Beta blocker drug interactions
As with all medicines, beta blockers can interact with other medicines you may be taking. The different types of beta blocker can have different effects with other drugs and your doctor will advise you if there are any potential interactions to be aware of. Because of this, it is important you always tell your doctor or pharmacist of any other medications you are taking before starting to take beta blockers.
Possible beta blocker drug interactions include:
- Mefloquine, used in the treatment of malaria.
- Clonidine, a treatment used to treat migraine and high blood pressure.
- Some antibiotics, including Rifampicin.
- Statins, used to lower cholesterol levels.
- Anti-arrhythmic drugs used to treat irregular heartbeats, such as amiodaroneand flecainide.

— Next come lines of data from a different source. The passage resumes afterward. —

//! Per-block render cycle.
//!
//! `RenderEngine::process` is called once per fixed-size device block from
//! the audio callback. It must not lock, block, or perform I/O, and it never
//! fails: underruns, empty queues and odd configurations all resolve to a
//! fully written output block plus an event describing what happened.
//!
//! The scratch buffer is sized at construction for the largest rate the
//! config allows. A `Configure` that raises `rate_max` may grow it once.
//! While recording, each captured block allocates its `pcm16` payload, since
//! `InputData` hands an owned buffer to the control side. Fully played chunks
//! are also freed here.

use std::sync::atomic::{AtomicUsize, Ordering};
use std::sync::Arc;

use crossbeam_channel::TryRecvError;

use super::rate::{determine_playback_rate, smooth_rate};
use super::{PlaybackConfig, PlaybackState};
use crate::audio::pcm::encode_block;
use crate::audio::resample::resample_into;
use crate::buffering::{ChunkQueue, Occupancy};
use crate::ipc::messages::{BufferingStatus, ControlMessage, EngineEvent, PlaybackMetrics};
use crate::ipc::EngineEndpoint;

/// Counters shared with the control side. Written only by the render callback.
#[derive(Debug, Default)]
pub struct RenderDiagnostics {
    pub blocks_rendered: AtomicUsize,
    pub blocks_buffering: AtomicUsize,
    pub underruns: AtomicUsize,
    pub chunks_received: AtomicUsize,
    pub samples_played: AtomicUsize,
    pub capture_blocks: AtomicUsize,
    pub events_dropped: AtomicUsize,
    pub configs_applied: AtomicUsize,
}

impl RenderDiagnostics {
    pub fn reset(&self) {
        self.blocks_rendered.store(0, Ordering::Relaxed);
        self.blocks_buffering.store(0, Ordering::Relaxed);
        self.underruns.store(0, Ordering::Relaxed);
        self.chunks_received.store(0, Ordering::Relaxed);
        self.samples_played.store(0, Ordering::Relaxed);
        self.capture_blocks.store(0, Ordering::Relaxed);
        self.events_dropped.store(0, Ordering::Relaxed);
        self.configs_applied.store(0, Ordering::Relaxed);
    }

    pub fn snapshot(&self) -> DiagnosticsSnapshot {
        DiagnosticsSnapshot {
            blocks_rendered: self.blocks_rendered.load(Ordering::Relaxed),
            blocks_buffering: self.blocks_buffering.load(Ordering::Relaxed),
            underruns: self.underruns.load(Ordering::Relaxed),
            chunks_received: self.chunks_received.load(Ordering::Relaxed),
            samples_played: self.samples_played.load(Ordering::Relaxed),
            capture_blocks: self.capture_blocks.load(Ordering::Relaxed),
            events_dropped: self.events_dropped.load(Ordering::Relaxed),
            configs_applied: self.configs_applied.load(Ordering::Relaxed),
        }
    }
}

#[derive(Debug, Clone, Copy, PartialEq, Eq, serde::Serialize)]
#[serde(rename_all = "camelCase")]
pub struct DiagnosticsSnapshot {
    pub blocks_rendered: usize,
    pub blocks_buffering: usize,
    pub underruns: usize,
    pub chunks_received: usize,
    pub samples_played: usize,
    pub capture_blocks: usize,
    pub events_dropped: usize,
    pub configs_applied: usize,
}

/// What a single `process` call did with the output block.
#[derive(Debug, Clone, Copy, PartialEq)]
pub enum BlockReport {
    /// Silence written; not enough consumable audio.
    Buffering(BufferingStatus),
    /// Audio rendered at the reported rate.
    Played(PlaybackMetrics),
}

impl BlockReport {
    pub fn is_playing(&self) -> bool {
        matches!(self, BlockReport::Played(_))
    }
}

/// Owns the playback queue and state. Lives on the real-time thread.
pub struct RenderEngine {
    config: PlaybackConfig,
    block_len: usize,
    queue: ChunkQueue,
    smoothed_rate: f64,
    in_playback: bool,
    recording: bool,
    /// Queue samples read for the current block, `floor(block_len × rate)` long.
    scratch: Vec<f32>,
    endpoint: EngineEndpoint,
    diagnostics: Arc<RenderDiagnostics>,
}

impl RenderEngine {
    pub fn new(
        config: PlaybackConfig,
        block_len: usize,
        endpoint: EngineEndpoint,
        diagnostics: Arc<RenderDiagnostics>,
    ) -> Self {
        let mut engine = Self {
            config,
            block_len,
            queue: ChunkQueue::new(),
            smoothed_rate: 1.0,
            in_playback: false,
            recording: false,
            scratch: Vec::new(),
            endpoint,
            diagnostics,
        };
        engine.reserve_scratch();
        engine
    }

    /// Fixed device block length in samples.
    pub fn block_len(&self) -> usize {
        self.block_len
    }

    pub fn config(&self) -> &PlaybackConfig {
        &self.config
    }

    pub fn is_recording(&self) -> bool {
        self.recording
    }

    pub fn state(&self) -> PlaybackState {
        PlaybackState {
            smoothed_rate: self.smoothed_rate,
            offset: self.queue.offset(),
            in_playback: self.in_playback,
        }
    }

    /// Current queue occupancy under the active silence rule.
    pub fn occupancy(&self) -> Occupancy {
        self.queue
            .occupancy(self.config.skip_silence_when_idle, self.in_playback)
    }

    /// Render one device block.
    ///
    /// `input` is the matching capture block, if the device has one. `output`
    /// is always fully written; its length is normally `block_len`.
    pub fn process(&mut self, input: Option<&[f32]>, output: &mut [f32]) -> BlockReport {
        self.drain_commands();

        if let Some(input) = input {
            self.capture(input);
        }

        self.render(output)
    }

    fn drain_commands(&mut self) {
        loop {
            match self.endpoint.commands.try_recv() {
                Ok(message) => self.handle_message(message),
                Err(TryRecvError::Empty) | Err(TryRecvError::Disconnected) => break,
            }
        }
    }

    fn handle_message(&mut self, message: ControlMessage) {
        match message {
            ControlMessage::Configure(update) => {
                self.config = self.config.apply(&update);
                self.reserve_scratch();
                self.diagnostics
                    .configs_applied
                    .fetch_add(1, Ordering::Relaxed);
            }
            ControlMessage::StartRecording => self.recording = true,
            ControlMessage::StopRecording => self.recording = false,
            ControlMessage::AddOutputBuffer(chunk) => {
                self.queue.enqueue(chunk);
                self.diagnostics
                    .chunks_received
                    .fetch_add(1, Ordering::Relaxed);
            }
        }
    }

    fn capture(&mut self, input: &[f32]) {
        if !self.recording || input.is_empty() {
            return;
        }
        let pcm16 = encode_block(input);
        self.diagnostics
            .capture_blocks
            .fetch_add(1, Ordering::Relaxed);
        self.emit(EngineEvent::InputData { pcm16 });
    }

    fn render(&mut self, output: &mut [f32]) -> BlockReport {
        let occupancy = self.occupancy();
        let target_samples = self.config.target_samples(self.block_len);
        let buffer_health = occupancy.consumable as f64 / target_samples.max(1) as f64;

        if self.queue.is_empty() {
            // Keep the hysteresis flag; the next chunk resumes playback directly.
            return self.report_buffering(output, buffer_health, occupancy.total);
        }

        let consume = self.in_playback || occupancy.consumable >= target_samples;
        if !consume || occupancy.consumable == 0 {
            self.in_playback = false;
            return self.report_buffering(output, buffer_health, occupancy.total);
        }

        let instantaneous =
            determine_playback_rate(occupancy.consumable, target_samples, &self.config);
        self.smoothed_rate = smooth_rate(self.smoothed_rate, instantaneous, self.config.smoothing);

        let needed = (output.len() as f64 * self.smoothed_rate).floor() as usize;
        self.scratch.clear();
        self.scratch.resize(needed, 0.0);

        let skip_silence = self.config.skip_silence_when_idle && !self.in_playback;
        let samples_read = self.queue.drain_into(&mut self.scratch, skip_silence);
        let underrun = samples_read < needed;

        resample_into(&self.scratch, output);
        if self.config.volume != 1.0 {
            let gain = self.config.volume as f32;
            output.iter_mut().for_each(|s| *s *= gain);
        }
        self.in_playback = true;

        self.diagnostics
            .blocks_rendered
            .fetch_add(1, Ordering::Relaxed);
        self.diagnostics
            .samples_played
            .fetch_add(samples_read, Ordering::Relaxed);
        if underrun {
            self.diagnostics.underruns.fetch_add(1, Ordering::Relaxed);
        }

        let metrics = PlaybackMetrics {
            buffer_health,
            playback_rate: self.smoothed_rate,
            underrun,
            samples_read,
        };
        self.emit(EngineEvent::PlaybackMetrics(metrics));
        BlockReport::Played(metrics)
    }

    fn report_buffering(
        &mut self,
        output: &mut [f32],
        buffer_health: f64,
        total_buffered: usize,
    ) -> BlockReport {
        output.fill(0.0);
        self.diagnostics
            .blocks_buffering
            .fetch_add(1, Ordering::Relaxed);
        let status = BufferingStatus {
            buffer_health,
            total_buffered,
        };
        self.emit(EngineEvent::BufferingStatus(status));
        BlockReport::Buffering(status)
    }

    fn emit(&self, event: EngineEvent) {
        if self.endpoint.events.try_send(event).is_err() {
            self.diagnostics
                .events_dropped
                .fetch_add(1, Ordering::Relaxed);
        }
    }

    fn reserve_scratch(&mut self) {
        let max_rate = self.config.rate_max.max(1.0);
        let wanted = (self.block_len as f64 * max_rate).ceil() as usize + 1;
        if wanted > self.scratch.capacity() {
            self.scratch.reserve(wanted - self.scratch.len());
        }
    }
}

- Treatments for Parkinson’s disease such as levodopa.
- Non-steroidal anti-inflammatory drugs, such as ibuprofen.
- Some antidepressants, such as SSRIs.
If you have any concerns about whether you may be taking other drugs that could interact with beta blockers, discuss this with your doctor.
Stopping beta blockers
If you experience side effects, speak to your GP as soon as possible but do not suddenly stop taking them. This is important since if you have been taking them for some time and your body has become used to them, suddenly stopping can cause your blood pressure to quickly rise or trigger palpitations or an angina attack. It may not be necessary to stop a beta blocker completely as some side effects can be managed by reducing the dose or changing to a selective type.